Angular solo habla con el dominio principal del sitio. No guarda credenciales privadas del backend.
Angular · Nginx · FastAPI · Seguridad
Configuracion recomendada para que una API no quede expuesta al frontend publico
Cuando una aplicacion Angular habla directamente con un backend, cualquier credencial que viaje al navegador termina expuesta. La solucion correcta no es esconder mejor la clave, sino mover la confianza al lado servidor.
Esta guia resume el patron aplicado: Angular llama al dominio principal de la web, Nginx reenvia la peticion a una API privada y FastAPI solo acepta peticiones que lleguen con una cabecera interna inyectada por el proxy.
La idea central
Un secreto solo es secreto si nunca llega al navegador. Si Angular lo envia, el secreto ya se ha perdido.
1. Por que el login directo desde frontend es mala idea
Una cuenta tecnica compartida dentro del bundle del frontend puede extraerse del JavaScript compilado, del panel de red o del propio codigo fuente.
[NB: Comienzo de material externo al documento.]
//! # Linux evdev Input Backend
//!
//! Finds gamepads and joysticks under `/dev/input/event*` and reads their
//! current state on demand.
//!
//! ## Device Detection
//!
//! Every call to [`InputBackend::enumerate`] re-scans `/dev/input`. A device
//! is kept if:
//! - it reports `BTN_SOUTH` (gamepad), or
//! - it reports `BTN_TRIGGER` (joystick), or
//! - its name contains one of the configured vendor keywords
//!
//! ## Axis Mapping
//!
//! | evdev axis | Lexicon name | Range |
//! |------------|--------------|-------|
//! | `ABS_X`, `ABS_Y` | `x`, `y` | -1.0 to 1.0 |
//! | `ABS_RX`, `ABS_RY` | `rx`, `ry` | -1.0 to 1.0 |
//! | `ABS_Z`, `ABS_RZ` | `z`, `rz` | 0.0 to 1.0 |
//! | `ABS_HAT0X` + `ABS_HAT0Y` | `pov` | discrete d-pad value |
//!
//! Button identifiers are the evdev key names (`BTN_SOUTH`, `BTN_TL`, ...).

use evdev::{AbsoluteAxisType, Device, Key};
use std::collections::HashMap;
use std::sync::{Mutex, MutexGuard};
use tracing::{debug, info, warn};

use super::backend::{controller_id, is_candidate, DeviceClass, DeviceInfo, InputBackend};
use super::input::{dpad_from_hat, RawSample};
use crate::error::{BridgeError, Result};

const STICK_AXES: [(AbsoluteAxisType, &str); 4] = [
    (AbsoluteAxisType::ABS_X, "x"),
    (AbsoluteAxisType::ABS_Y, "y"),
    (AbsoluteAxisType::ABS_RX, "rx"),
    (AbsoluteAxisType::ABS_RY, "ry"),
];

const TRIGGER_AXES: [(AbsoluteAxisType, &str); 2] = [
    (AbsoluteAxisType::ABS_Z, "z"),
    (AbsoluteAxisType::ABS_RZ, "rz"),
];

struct OpenDevice {
    device: Device,
    path: String,
}

/// evdev-backed [`InputBackend`].
///
/// Opened devices are cached by controller id between `enumerate` and `poll`.
/// A device whose state can no longer be read is closed and forgotten.
pub struct EvdevBackend {
    vendor_keywords: Vec<String>,
    devices: Mutex<HashMap<String, OpenDevice>>,
}

impl EvdevBackend {
    /// Creates a backend that also accepts unclassified devices whose name
    /// contains one of `vendor_keywords`.
    pub fn new(vendor_keywords: Vec<String>) -> Self {
        Self {
            vendor_keywords,
            devices: Mutex::new(HashMap::new()),
        }
    }

    fn devices(&self) -> MutexGuard<'_, HashMap<String, OpenDevice>> {
        self.devices.lock().unwrap_or_else(|e| e.into_inner())
    }

    /// Number of devices currently held open.
    pub fn open_count(&self) -> usize {
        self.devices().len()
    }
}

impl InputBackend for EvdevBackend {
    fn enumerate(&self) -> Result<Vec<DeviceInfo>> {
        let mut found = Vec::new();
        let mut opened = HashMap::new();

        let mut candidates: Vec<_> = evdev::enumerate().collect();
        // Deterministic order when several controllers are attached
        candidates.sort_by(|a, b| a.0.cmp(&b.0));

        for (path, device) in candidates {
            let name = device.name().unwrap_or("Unknown device").to_string();
            let class = classify(&device);

            if !is_candidate(&name, class, &self.vendor_keywords) {
                continue;
            }

            if let Err(e) = device.get_abs_state() {
                debug!("Skipping unpollable device {}: {}", path.display(), e);
                continue;
            }

            let input_id = device.input_id();
            let identity = format!(
                "{}:{:04x}:{:04x}",
                path.display(),
                input_id.vendor(),
                input_id.product()
            );
            let id = controller_id(&name, &identity);

            debug!(
                "Found input device: {} ({}, vendor: 0x{:04x}, product: 0x{:04x})",
                path.display(),
                name,
                input_id.vendor(),
                input_id.product()
            );

            found.push(DeviceInfo {
                id: id.clone(),
                name,
                class,
            });
            opened.insert(
                id,
                OpenDevice {
                    device,
                    path: path.to_string_lossy().to_string(),
                },
            );
        }

        let mut devices = self.devices();
        for (id, open) in opened {
            if !devices.contains_key(&id) {
                info!("Opened input device {} at {}", id, open.path);
                devices.insert(id, open);
            }
        }

        Ok(found)
    }

    fn poll(&self, device_id: &str) -> Result<RawSample> {
        let mut devices = self.devices();
        let open = devices
            .get(device_id)
            .ok_or_else(|| BridgeError::DeviceNotFound(device_id.to_string()))?;

        match read_sample(&open.device) {
            Ok(sample) => Ok(sample),
            Err(e) => {
                warn!(
                    "Input device {} at {} stopped responding: {}",
                    device_id, open.path, e
                );
                devices.remove(device_id);
                Err(e)
            }
        }
    }
}

fn classify(device: &Device) -> DeviceClass {
    match device.supported_keys() {
        Some(keys) if keys.contains(Key::BTN_SOUTH) => DeviceClass::Gamepad,
        Some(keys) if keys.contains(Key::BTN_TRIGGER) => DeviceClass::Stick,
        _ => DeviceClass::Unknown,
    }
}

fn read_sample(device: &Device) -> Result<RawSample> {
    let abs = device
        .get_abs_state()
        .map_err(|e| BridgeError::Device(format!("Failed to read axes: {}", e)))?;
    let keys = device
        .get_key_state()
        .map_err(|e| BridgeError::Device(format!("Failed to read buttons: {}", e)))?;

    let mut sample = RawSample::new();

    if let Some(supported) = device.supported_absolute_axes() {
        let read = |axis: AbsoluteAxisType| abs.get(axis.0 as usize);

        for (axis, name) in STICK_AXES {
            if supported.contains(axis) {
                if let Some(info) = read(axis) {
                    sample = sample
                        .with_axis(name, scale_stick(info.value, info.minimum, info.maximum));
                }
            }
        }

        for (axis, name) in TRIGGER_AXES {
            if supported.contains(axis) {
                if let Some(info) = read(axis) {
                    sample = sample
                        .with_axis(name, scale_trigger(info.value, info.minimum, info.maximum));
                }
            }
        }

        if supported.contains(AbsoluteAxisType::ABS_HAT0X)
            || supported.contains(AbsoluteAxisType::ABS_HAT0Y)
        {
            let x = read(AbsoluteAxisType::ABS_HAT0X).map_or(0, |i| i.value);
            let y = read(AbsoluteAxisType::ABS_HAT0Y).map_or(0, |i| i.value);
            sample = sample.with_axis("pov", dpad_from_hat(x, y));
        }
    }

    if let Some(supported) = device.supported_keys() {
        for key in supported.iter() {
            sample = sample.with_button(&format!("{:?}", key), keys.contains(key));
        }
    }

    Ok(sample)
}

/// Position of `value` within `min..=max` as 0.0..=1.0, or `None` for an
/// empty range. Computed in `f64` so full-width `i32` ranges cannot overflow.
fn range_position(value: i32, min: i32, max: i32) -> Option<f64> {
    if max <= min {
        return None;
    }
    let span = f64::from(max) - f64::from(min);
    Some(((f64::from(value) - f64::from(min)) / span).clamp(0.0, 1.0))
}

/// Maps a raw reading onto -1.0..=1.0 using the device's reported range.
fn scale_stick(value: i32, min: i32, max: i32) -> f32 {
    range_position(value, min, max).map_or(0.0, |p| (p * 2.0 - 1.0) as f32)
}

/// Maps a raw reading onto 0.0..=1.0 using the device's reported range.
fn scale_trigger(value: i32, min: i32, max: i32) -> f32 {
    range_position(value, min, max).map_or(0.0, |p| p as f32)
}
Eso significa que el backend queda publico de facto aunque exija token.
Este problema aparece mucho cuando el frontend pide un token con usuario y contraseña fijos y luego reutiliza ese bearer en todas las peticiones.
2. Arquitectura recomendada
La solucion practica consiste en separar el flujo entre frontend publico, reverse proxy confiable y API protegida.
Nginx añade una cabecera interna que solo existe en el lado servidor.
FastAPI rechaza llamadas directas salvo que la cabecera interna coincida con el secreto esperado.
La API sigue sirviendo a la web, pero ya no puede reutilizarse directamente por terceros solo con abrir DevTools.
3. Flujo recomendado en Nginx
Una forma limpia de exponer la funcionalidad es publicar una ruta dedicada como /api/servicio-interno/ en el dominio principal y redirigirla al host privado de la API.
server {
server_name example.com;
location ^~ /api/internal-service/ {
proxy_pass https://api-interna.example.com/;
proxy_http_version 1.1;
proxy_set_header Host api-interna.example.com;
proxy_set_header X-Real-IP $remote_addr;
proxy_set_header X-Forwarded-For $proxy_add_x_forwarded_for;
proxy_set_header X-Forwarded-Proto $scheme;
proxy_set_header X-Internal-Api-Key example.internal.key.please.change;
}
location / {
proxy_pass http://frontend_ssr;
}
}4. Validacion en FastAPI
El backend debe validar una cabecera interna contra una variable de entorno. El navegador nunca conoce ese valor; solo Nginx.
5. Que debe hacer Angular
Angular debe consumir la ruta proxy del dominio publico y eliminar cualquier usuario, contraseña, bearer bootstrap o intercambio tecnico de tokens.
Dicho de otra forma, Angular usa el servicio, pero no forma parte del perimetro de confianza.
6. Como verificar que la configuracion es correcta
La comprobacion mas util es probar las dos rutas: la ruta publica proxy debe funcionar y la ruta directa de la API privada debe devolver 403.
7. Checklist de despliegue
Usar una INTERNAL_API_KEY larga y aleatoria en el entorno del backend.
Configurar Nginx en el dominio publico para inyectar esa misma cabecera.
Mantener el dominio privado de la API sin esa cabecera inyectada.
Apuntar Angular en produccion a la ruta publica proxy, no al host privado de la API.
Verificar que la ruta publica proxy responde 200 y la ruta directa privada responde 403.
Errores habituales
Inyectar el mismo secreto desde Angular o guardarlo en ficheros de entorno que llegan al navegador.
Reutilizar un /api ya ocupado en vez de crear un namespace dedicado como /api/crypto/.
Olvidar los file replacements y enviar URLs localhost a produccion.
Creer que CORS o esconder botones equivale a proteccion backend.
Cuando es recomendable este patron
Usalo cuando la web necesite la API pero no quieras publicar credenciales reutilizables ni permitir el uso directo del endpoint por terceros.
Si la API debe ser publica por definicion, abrirla con buen rate limiting puede ser mas simple. Si los datos dependen del usuario, entonces lo correcto es autenticacion real por usuario.
Nota relacionada
Si el endpoint expone solo datos publicos, abrirlo con rate limiting puede ser mas simple. Este patron de proxy es util cuando quieres que la web use la API pero no quieres acceso directo de terceros.